La boule de feu provoquée par l'explosion a brûlé vive une femme de 44 ans qui tentait de fuir les lieux de l'accident à pied après être sortie de sa fourgonnette immobilisée à la traversée du chemin de fer. Les services d'urgence ont mis deux jours à éteindre le brasier. Depuis cette tragédie, Mme Darch milite pour un renforcement de la réglementation en matière de sécurité ferroviaire aux États-Unis.

D'autant que des trains appartenant au Canadien National et transportant des matières dangereuses traversent son village une vingtaine de fois par jour. Dans un passé pas si lointain, on comptait seulement cinq trains par jour qui traversaient la rue Main, à Barrington.

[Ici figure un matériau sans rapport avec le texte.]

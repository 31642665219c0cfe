//! Data source reading sessions exported to JSON.
//!
//! # Directory Layout
//!
//! ```text
//! <root>/
//!   containers.json            Vec<ContainerInfo>
//!   sessions/<container>.json  Vec<SessionInfo>
//!   data/<session>.json        SessionExport
//! ```

use std::fs;
use std::path::{Path, PathBuf};

use ndarray::Array2;
use serde::de::DeserializeOwned;
use serde::{Deserialize, Serialize};
use tracing::{debug, instrument};

use crate::error::{GatewayError, OphysError, Result};
use crate::types::{CellId, ContainerId, SessionId};

use super::{
    ContainerInfo, DataSource, EpochRow, ExperimentQuery, ExperimentSummary, SessionData,
    SessionInfo,
};

/// On-disk form of [`SessionData`]; traces are stored row by row.
#[derive(Clone, Debug, Serialize, Deserialize)]
pub struct SessionExport {
    /// Cell ids in trace-row order.
    pub cell_ids: Vec<u64>,
    /// One ΔF/F row per cell.
    pub traces: Vec<Vec<f32>>,
    /// Stimulus epoch table.
    pub epochs: Vec<EpochRow>,
}

impl SessionExport {
    /// Converts an in-memory session into its export form.
    pub fn from_data(data: &SessionData) -> Self {
        Self {
            cell_ids: data.cell_ids.iter().map(CellId::get).collect(),
            traces: data.traces.rows().into_iter().map(|r| r.to_vec()).collect(),
            epochs: data.epochs.clone(),
        }
    }

    /// Converts the export into session data.
    ///
    /// # Errors
    ///
    /// Returns `GatewayError::Malformed` if trace rows have differing lengths.
    pub fn into_data(self, session: SessionId) -> Result<SessionData> {
        let rows = self.traces.len();
        let cols = self.traces.first().map_or(0, Vec::len);
        if let Some(bad) = self.traces.iter().position(|r| r.len() != cols) {
            return Err(GatewayError::malformed(format!(
                "session {}: trace row {} has {} samples, expected {}",
                session,
                bad,
                self.traces[bad].len(),
                cols
            ))
            .into());
        }

        let flat: Vec<f32> = self.traces.into_iter().flatten().collect();
        let traces = Array2::from_shape_vec((rows, cols), flat)
            .map_err(|e| GatewayError::malformed(format!("session {}: {}", session, e)))?;

        Ok(SessionData {
            session,
            cell_ids: self.cell_ids.into_iter().map(CellId).collect(),
            traces,
            epochs: self.epochs,
        })
    }
}

/// Data source over a directory of JSON exports.
#[derive(Clone, Debug)]
pub struct JsonDirectorySource {
    root: PathBuf,
}

impl JsonDirectorySource {
    /// Opens an export directory.
    ///
    /// # Errors
    ///
    /// Returns `GatewayError::Unavailable` if `root` is not a directory.
    pub fn open(root: impl Into<PathBuf>) -> Result<Self> {
        let root = root.into();
        if !root.is_dir() {
            return Err(GatewayError::unavailable(format!(
                "export directory {} does not exist",
                root.display()
            ))
            .into());
        }
        Ok(Self { root })
    }

    /// Returns the export directory.
    pub fn root(&self) -> &Path {
        &self.root
    }

    /// Writes the export files for one container and its sessions.
    ///
    /// Existing entries in `containers.json` with the same id are replaced.
    pub fn write_container(
        root: impl AsRef<Path>,
        container: &ContainerInfo,
        sessions: &[(SessionInfo, SessionData)],
    ) -> Result<()> {
        let root = root.as_ref();
        fs::create_dir_all(root.join("sessions"))?;
        fs::create_dir_all(root.join("data"))?;

        let index = root.join("containers.json");
        let mut containers: Vec<ContainerInfo> = if index.exists() {
            read_json(&index)?
        } else {
            Vec::new()
        };
        containers.retain(|c| c.id != container.id);
        containers.push(container.clone());
        write_json(&index, &containers)?;

        let infos: Vec<&SessionInfo> = sessions.iter().map(|(info, _)| info).collect();
        write_json(
            &root.join("sessions").join(format!("{}.json", container.id)),
            &infos,
        )?;

        for (info, data) in sessions {
            write_json(
                &root.join("data").join(format!("{}.json", info.id)),
                &SessionExport::from_data(data),
            )?;
        }
        Ok(())
    }

    fn containers(&self) -> Result<Vec<ContainerInfo>> {
        read_json(&self.root.join("containers.json"))
    }
}

impl DataSource for JsonDirectorySource {
    fn experiments(&self, query: &ExperimentQuery) -> Result<Vec<ExperimentSummary>> {
        let mut rows = Vec::new();
        for container in self.containers()? {
            for session in self.sessions(container.id)? {
                if query.matches(&container, &session) {
                    rows.push(ExperimentSummary::new(&container, &session));
                }
            }
        }
        Ok(rows)
    }

    fn container(&self, id: ContainerId) -> Result<ContainerInfo> {
        self.containers()?
            .into_iter()
            .find(|c| c.id == id)
            .ok_or_else(|| GatewayError::ContainerNotFound(id).into())
    }

    fn sessions(&self, container: ContainerId) -> Result<Vec<SessionInfo>> {
        let path = self.root.join("sessions").join(format!("{}.json", container));
        if !path.exists() {
            return Err(GatewayError::ContainerNotFound(container).into());
        }
        read_json(&path)
    }

    #[instrument(skip(self), fields(root = %self.root.display()))]
    fn session_data(&self, session: SessionId) -> Result<SessionData> {
        let path = self.root.join("data").join(format!("{}.json", session));
        if !path.exists() {
            return Err(GatewayError::SessionNotFound(session).into());
        }
        let export: SessionExport = read_json(&path)?;
        debug!(cells = export.cell_ids.len(), "Session export loaded");
        export.into_data(session)
    }
}

fn read_json<T: DeserializeOwned>(path: &Path) -> Result<T> {
    let bytes = fs::read(path).map_err(|e| {
        OphysError::from(GatewayError::unavailable(format!(
            "{}: {}",
            path.display(),
            e
        )))
    })?;
    serde_json::from_slice(&bytes).map_err(|e| {
        GatewayError::malformed(format!("{}: {}", path.display(), e)).into()
    })
}

fn write_json<T: Serialize + ?Sized>(path: &Path, value: &T) -> Result<()> {
    let bytes = serde_json::to_vec_pretty(value)
        .map_err(|e| GatewayError::malformed(format!("{}: {}", path.display(), e)))?;
    fs::write(path, bytes)?;
    Ok(())
}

Selon Mme Darch, il est crucial que des normes de sécurité élevées soient appliquées sur l'ensemble du continent nord-américain. Elle a rappelé que le train de MMA qui a déraillé à Lac-Mégantic avait franchi la frontière canado-américaine à trois reprises durant son trajet avant que la tragédie ne frappe.

Pour Mme Darch, les autorités doivent agir rapidement, d'autant que des trains transportant du pétrole ont été impliqués dans au moins huit accidents majeurs depuis un an aux États-Unis et au Canada.

Forte augmentation sur les rails

On estime que le volume de pétrole transporté par train aux États-Unis a fortement augmenté depuis 2009, passant d'un peu plus de 10 000 wagons-citernes à 400 000 en 2013. Au Canada, la quantité de pétrole brut transportée par rail a été multipliée par 320 en quatre ans à peine. En raison du boom pétrolier dans l'Ouest canadien, le nombre de wagons de pétrole est passé de 500 en 2009 à 160 000 en 2013.

Un écho chez nos voisins du Sud

Le rapport d'enquête final du BST sur la tragédie de Lac-Mégantic a été largement diffusé aux États-Unis cette semaine.

Des médias importants, comme le Wall Street Journal ou le Washington Times, en ont fait abondamment état sur leur site internet. D'autres médias de la ville de Chicago, une région qui tente d'obtenir un resserrement des normes en matière de sécurité ferroviaire, ont également rapporté les conclusions du BST, selon un survol des sites internet des médias américains.

Les dirigeants de petites municipalités, comme celle de Barrington, en Illinois, qui voient des trains transportant des matières dangeureuses traverser leur ville plusieurs fois par jour, ont également pris connaissance du rapport.